Estudo mostra como esmagadora maioria do discurso de ódio online não é denunciado

Estudo mostra como esmagadora maioria do discurso de ódio online não é denunciado

Nos últimos anos tem-se verificado uma tendência crescente do discurso de ódio online, mas a sua denúncia continua a ser uma exceção. Um estudo pelo Centro de Psicologia da Universidade do Porto encontrou uma grande disparidade entre a ocorrência do assédio com base no preconceito e a sua queixa.

De facto, as estatísticas oficiais muitas vezes não refletem a extensão real das ofensas devido a este hiato. Mesmo em países onde o discurso de ódio é considerado crime, como Portugal e Espanha, as penas aplicadas são poucas e há poucas ou mesmo nenhuma denúncia criminal”, refere o relatório.

Segundo a Agência dos Direitos Fundamentais da União Europeia, 89% dos incidentes de assédio motivados por preconceito não são denunciados e apenas 4% das vítimas apresenta queixa às autoridades competentes.

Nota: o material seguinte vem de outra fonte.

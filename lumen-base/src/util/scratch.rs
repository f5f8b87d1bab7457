use alloc::boxed::Box;
use core::cell::{Cell, RefCell, RefMut};
use core::fmt;
use core::ops::{Deref, DerefMut};

use crate::math::WorldVector;

/// Temporary vectors used while evaluating a single geometric predicate.
///
/// The contents are meaningless between uses; every user must write a slot before
/// reading it.
#[derive(Clone, Debug, Default, PartialEq)]
#[non_exhaustive]
pub struct Scratch {
    /// General-purpose vector slots.
    pub vectors: [WorldVector; 4],
    /// Slots for a set of three basis vectors.
    pub axes: [WorldVector; 3],
}

/// A stack of [`Scratch`] frames confined to one thread.
///
/// [`ScratchPool::acquire()`] hands out the next free frame as a [`ScratchGuard`], which
/// returns it to the pool when dropped. Guards must be dropped in the reverse of the
/// order they were acquired, which ordinary scoping guarantees.
pub struct ScratchPool {
    frames: Box<[RefCell<Scratch>]>,
    depth: Cell<usize>,
}

impl ScratchPool {
    /// Number of frames in a pool created by [`ScratchPool::new()`].
    ///
    /// Predicates never nest more than a couple of levels, so this leaves headroom for
    /// callers that hold a frame of their own.
    pub const DEFAULT_CAPACITY: usize = 5;

    /// Creates a pool with [`Self::DEFAULT_CAPACITY`] frames.
    #[allow(clippy::missing_inline_in_public_items)]
    pub fn new() -> Self {
        Self::with_capacity(Self::DEFAULT_CAPACITY)
    }

    /// Creates a pool with the given number of frames.
    #[allow(clippy::missing_inline_in_public_items)]
    pub fn with_capacity(capacity: usize) -> Self {
        Self {
            frames: (0..capacity).map(|_| RefCell::new(Scratch::default())).collect(),
            depth: Cell::new(0),
        }
    }

    /// Takes the next free frame.
    ///
    /// Panics if every frame is already in use. That can only happen if guards are being
    /// kept alive longer than a single computation, which is a bug in the caller.
    #[inline]
    #[track_caller]
    pub fn acquire(&self) -> ScratchGuard<'_> {
        let level = self.depth.get();
        let Some(frame) = self.frames.get(level) else {
            panic!(
                "scratch pool exhausted: all {} frames in use",
                self.frames.len()
            );
        };
        let scratch = frame.borrow_mut();
        self.depth.set(level + 1);
        ScratchGuard {
            pool: self,
            level,
            scratch,
        }
    }

    /// Returns the number of frames currently acquired.
    #[inline]
    pub fn in_use(&self) -> usize {
        self.depth.get()
    }

    /// Returns the total number of frames.
    #[inline]
    pub fn capacity(&self) -> usize {
        self.frames.len()
    }
}

impl Default for ScratchPool {
    #[inline]
    fn default() -> Self {
        Self::new()
    }
}

impl fmt::Debug for ScratchPool {
    #[allow(clippy::missing_inline_in_public_items)]
    fn fmt(&self, f: &mut fmt::Formatter<'_>) -> fmt::Result {
        f.debug_struct("ScratchPool")
            .field("capacity", &self.capacity())
            .field("in_use", &self.in_use())
            .finish_non_exhaustive()
    }
}

/// Exclusive access to one frame of a [`ScratchPool`], released on drop.
pub struct ScratchGuard<'pool> {
    pool: &'pool ScratchPool,
    level: usize,
    scratch: RefMut<'pool, Scratch>,
}

impl Deref for ScratchGuard<'_> {
    type Target = Scratch;
    #[inline]
    fn deref(&self) -> &Scratch {
        &self.scratch
    }
}

impl DerefMut for ScratchGuard<'_> {
    #[inline]
    fn deref_mut(&mut self) -> &mut Scratch {
        &mut self.scratch
    }
}

impl Drop for ScratchGuard<'_> {
    #[inline]
    fn drop(&mut self) {
        debug_assert_eq!(
            self.pool.depth.get(),
            self.level + 1,
            "scratch frames released out of order"
        );
        self.pool.depth.set(self.level);
    }
}

impl fmt::Debug for ScratchGuard<'_> {
    #[allow(clippy::missing_inline_in_public_items)]
    fn fmt(&self, f: &mut fmt::Formatter<'_>) -> fmt::Result {
        f.debug_struct("ScratchGuard")
            .field("level", &self.level)
            .finish_non_exhaustive()
    }
}

#[cfg(test)]
mod tests {
    use super::*;
    use euclid::vec3;

    #[test]
    fn nested_acquire_and_release() {
        let pool = ScratchPool::with_capacity(2);
        {
            let mut outer = pool.acquire();
            outer.vectors[0] = vec3(1., 2., 3.);
            assert_eq!(pool.in_use(), 1);
            {
                let _inner = pool.acquire();
                assert_eq!(pool.in_use(), 2);
            }
            assert_eq!(pool.in_use(), 1);
            assert_eq!(outer.vectors[0], vec3(1., 2., 3.));
        }
        assert_eq!(pool.in_use(), 0);
    }

    #[test]
    fn released_on_early_return() {
        fn uses_scratch(pool: &ScratchPool, bail: bool) -> Option<f32> {
            let mut s = pool.acquire();
            s.vectors[1] = vec3(0., 1., 0.);
            if bail {
                return None;
            }
            Some(s.vectors[1].y)
        }
        let pool = ScratchPool::new();
        assert_eq!(uses_scratch(&pool, true), None);
        assert_eq!(pool.in_use(), 0);
        assert_eq!(uses_scratch(&pool, false), Some(1.0));
        assert_eq!(pool.in_use(), 0);
    }

    #[test]
    #[should_panic = "scratch pool exhausted: all 1 frames in use"]
    fn exhaustion_panics() {
        let pool = ScratchPool::with_capacity(1);
        let _a = pool.acquire();
        let _b = pool.acquire();
    }
}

O estudo é coordenado pela investigadora Isabel Rocha Pinto que, em declarações ao Expresso, explicou que “existe uma falta de consenso legal nos países europeus, não apenas sobre se o discurso de ódio é um crime, mas também sobre como denunciá-lo. E isto gera ambiguidade”. Ainda há um caminho de formação e sensibilização a fazer quando “muitas pessoas ainda consideram que não faz mal, porque pode ser uma piada, porque pode ser liberdade de expressão, pode ser bullying. A própria vítima não se identifica enquanto tal“.

O estudo refere também as fragilidades dos sistemas de controlo implementados pelas plataformas de redes sociais para reduzir a má conduta. A deteção do discurso de ódio está unicamente dependente de algoritmos e da vontade da pessoa em denunciar. No entanto, a perceção de que estes mecanismos são ineficazes e que não há reais consequências a quem comete esse assédio e abuso reduz a motivação para a queixa.

As redes sociais contribuem para o crescimento do discurso de ódio ao permitirem que alcance uma audiência mais vasta sem, no entanto, oferecer uma solução para lidar com o problema”, conclui o estudo.

Estas conclusões vão ao encontro de outros estudos que também mostram como as redes sociais não estão a fazer o suficiente para proteger, por exemplo, as pessoas LGBTI+ contra este tipo de abusos.

Vítimas do discurso de ódio não têm motivação para o denunciar, pois sentem que o fazem em vão

Sem a motivação para a denúncia, as testemunhas ignoram os crimes de ódio a que assistem. Este fechar de olhos impede que haja uma perceção oficial da real dimensão do fenómeno e perpetua-o. É o chamado “Efeito Espetador”.

Quando queremos denunciar, os botões de reporte não funcionam, não acontece nada. Para o ofensor isto significa que é legítimo, que estas interações são normais. Como resultado, o ódio contra grupos socialmente vulneráveis continua e é tolerado pela maioria dos utilizadores, sem consequências para quem agride. Uma solução passa pela existência de mecanismos de reporte nas instituições, nas escolas, por exemplo, nas universidades, para haver diversidade e igualdade de direitos”, explica Isabel Rocha Pinto.

De acordo com a Organização para a Segurança e a Cooperação na Europa, o racismo e a xenofobia são a principal motivação das ameaças baseadas no ódio na UE. Representam cerca de 2 mil casos denunciados em 3.370, entre 2016 e 2020. A Europa enfrenta o desafio do aumento de expressões de ódio especialmente dirigidas contra pessoas muçulmanas, judias, ciganas, migrantes, LGBTI+ e mulheres. A liberdade de expressão não é – nem pode ser – absoluta e vazia, porque traz no seu conceito a proteção de grupos historicamente perseguidos.

A investigação mostra que a invisibilidade das interações leva a que as pessoas se sintam menos responsáveis perante as outras, apresentam níveis mais elevados de desinibição, conduta enganosa, falta de empatia e descomprometimento moral relativamente à própria má conduta. Daí que seja fundamental a denúncia face o discurso de ódio.

As situações de discriminação LGBTI+ podem ser denunciadas no Observatório da ILGA Portugal.